Элизабет Кри. Нет. Он отказался.
Мистер Грейторекс. Отказался? Почему?
Элизабет Кри. Он сказал, что в ней нет необходимости, и попросил меня дать ему известковой воды.
Мистер Грейторекс. Странная просьба, не правда ли, для человека, страдающего такими жестокими болями?
Элизабет Кри. Я думаю, он хотел омочить этой водой лоб и виски.
Мистер Грейторекс. Не расскажете ли вы суду, что произошло дальше?
Элизабет Кри. Я спустилась вниз приготовить питье, после чего вдруг услышала шум из его комнаты. Я тут же вернулась и увидела, что он упал с кровати и лежит на турецком ковре.
Мистер Грейторекс. Сказал он вам что-нибудь?
Элизабет Кри. Нет, сэр. Я видела, что ему трудно дышать и что губы у него покрылись пеной.
Мистер Грейторекс. И что вы тогда сделали?
Элизабет Кри. Я позвала нашу горничную Эвлин и велела ей присмотреть за ним, пока я схожу за врачом.
Мистер Грейторекс. Сказали ли вы соседу, которого встретили по дороге, что Джон себя погубил?
Элизабет Кри. Я была в такой горячке, сэр, что мне трудно вспомнить, что я говорила. Я даже забыла надеть капор.

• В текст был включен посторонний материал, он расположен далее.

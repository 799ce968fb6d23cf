//! Node wiring
//!
//! Builds the checkpoint store, ledger network and orchestrator described by
//! an [`AppConfig`]. Shared by the gateway and the CLI.

use anyhow::Context;
use std::sync::Arc;
use std::time::Duration;

use crate::config::{AppConfig, CheckpointBackend, CheckpointConfig, NetworkConfig};
use crate::mass_payment::{
    CashPaymentExecutor, CheckpointRetryPolicy, CheckpointStore, JournalCheckpointStore,
    MemoryCheckpointStore, Party, PaymentBatchOrchestrator, PgCheckpointStore, SimulatedNetwork,
    TracingProgress,
};

pub struct Node {
    pub identity: Party,
    pub network: Arc<SimulatedNetwork>,
    pub orchestrator: Arc<PaymentBatchOrchestrator>,
}

pub fn build_network(config: &NetworkConfig) -> Arc<SimulatedNetwork> {
    let mut network = SimulatedNetwork::new();
    if config.latency_ms > 0 {
        network = network.with_latency(Duration::from_millis(config.latency_ms));
    }
    network.register_party(&config.identity);
    for party in &config.parties {
        network.register_party(party);
    }
    for notary in &config.notaries {
        network.register_notary(notary);
    }
    Arc::new(network)
}

pub async fn open_store(config: &CheckpointConfig) -> anyhow::Result<Arc<dyn CheckpointStore>> {
    let store: Arc<dyn CheckpointStore> = match config.backend {
        CheckpointBackend::Memory => Arc::new(MemoryCheckpointStore::new()),
        CheckpointBackend::Journal => Arc::new(
            JournalCheckpointStore::open(&config.journal_path)
                .with_context(|| format!("Failed to open journal {}", config.journal_path))?,
        ),
        CheckpointBackend::Postgres => {
            let url = config
                .postgres_url
                .as_deref()
                .context("checkpoint.postgres_url is required for the postgres backend")?;
            Arc::new(
                PgCheckpointStore::connect(url)
                    .await
                    .context("Failed to connect checkpoint database")?,
            )
        }
    };
    tracing::info!(backend = store.name(), "Checkpoint store ready");
    Ok(store)
}

pub async fn build_node(config: &AppConfig) -> anyhow::Result<Node> {
    let network = build_network(&config.network);
    let store = open_store(&config.checkpoint).await?;
    let identity = Party::new(config.network.identity.clone());

    let executor = CashPaymentExecutor::new(
        identity.clone(),
        network.clone(),
        network.clone(),
        network.clone(),
        network.clone(),
    );
    let orchestrator = PaymentBatchOrchestrator::new(store, Arc::new(executor), network.clone())
        .with_progress(Arc::new(TracingProgress))
        .with_retry_policy(CheckpointRetryPolicy::from(
            &config.orchestrator.checkpoint_retry,
        ));

    Ok(Node {
        identity,
        network,
        orchestrator: Arc::new(orchestrator),
    })
}
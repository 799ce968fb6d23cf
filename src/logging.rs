use crate::config::AppConfig;
use tracing_appender::non_blocking::WorkerGuard;
use tracing_subscriber::{EnvFilter, fmt, prelude::*};

/// Filter directive for the configured level; progress events are opt-in
fn filter_directive(config: &AppConfig) -> String {
    if config.enable_tracing {
        config.log_level.clone()
    } else {
        format!("{},progress=off", config.log_level)
    }
}

/// Install the global subscriber; keep the guard alive until exit
pub fn init_logging(config: &AppConfig) -> WorkerGuard {
    let file_appender = match config.rotation.as_str() {
        "hourly" => tracing_appender::rolling::hourly(&config.log_dir, &config.log_file),
        "daily" => tracing_appender::rolling::daily(&config.log_dir, &config.log_file),
        _ => tracing_appender::rolling::never(&config.log_dir, &config.log_file),
    };
    let (non_blocking, guard) = tracing_appender::non_blocking(file_appender);

    let filter = EnvFilter::try_from_default_env()
        .unwrap_or_else(|_| EnvFilter::new(filter_directive(config)));
    let registry = tracing_subscriber::registry().with(filter);

    if config.use_json {
        // request_id and iteration stay queryable as JSON fields
        let file_layer = fmt::layer()
            .json()
            .with_target(true)
            .with_writer(non_blocking)
            .with_ansi(false);
        registry.with(file_layer).init();
    } else {
        let file_layer = fmt::layer()
            .with_target(false)
            .with_writer(non_blocking)
            .with_ansi(false);
        let stdout_layer = fmt::layer().with_target(false).with_ansi(true);
        registry.with(file_layer).with(stdout_layer).init();
    }

    guard
}

#[cfg(test)]
mod tests {
    use super::*;

    fn config(enable_tracing: bool) -> AppConfig {
        let mut config = AppConfig::from_yaml(
            r#"
log_level: debug
log_dir: ./logs
log_file: mp.log
use_json: true
rotation: never
gateway: { host: 127.0.0.1, port: 0 }
network: { identity: "O=Bank A, L=London, C=GB" }
"#,
        )
        .unwrap();
        config.enable_tracing = enable_tracing;
        config
    }

    #[test]
    fn test_progress_target_is_opt_in() {
        assert_eq!(filter_directive(&config(false)), "debug,progress=off");
        assert_eq!(filter_directive(&config(true)), "debug");
    }
}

Мистер Грейторекс. Продолжайте.
Элизабет Кри. Быстро, как только могла, я привела нашего врача, и мы вместе вошли в комнату мужа. Эвлин стояла, склонившись над ним, но я сразу поняла, что он скончался. Врач понюхал его губы и сказал, что нам следует известить полицию, коронера или кого-то еще в подобном роде.
Мистер Грейторекс. Почему он так сказал?
Элизабет Кри. Он заключил по запаху, что мой муж выпил синильную кислоту или другой яд и поэтому нужна посмертная экспертиза. Естественно, я была поражена, и мне потом сказали, что я лишилась чувств.
Мистер Грейторекс. Но почему несколькими минутами раньше вы крикнули на улице соседу, что ваш муж погубил себя? Как вы могли сделать такой вывод, если вы в тот момент еще полагали, что он страдает всего лишь желудочным заболеванием?
Элизабет Кри. Как я уже объяснила инспектору Карри, сэр, он раньше не раз угрожал самоубийством. У него был очень мрачный характер, и мне в моем смятении, должно быть, вспомнились эти угрозы. Я знаю, что на ночном столике у него лежала книга мистера Де Куинси об опиуме.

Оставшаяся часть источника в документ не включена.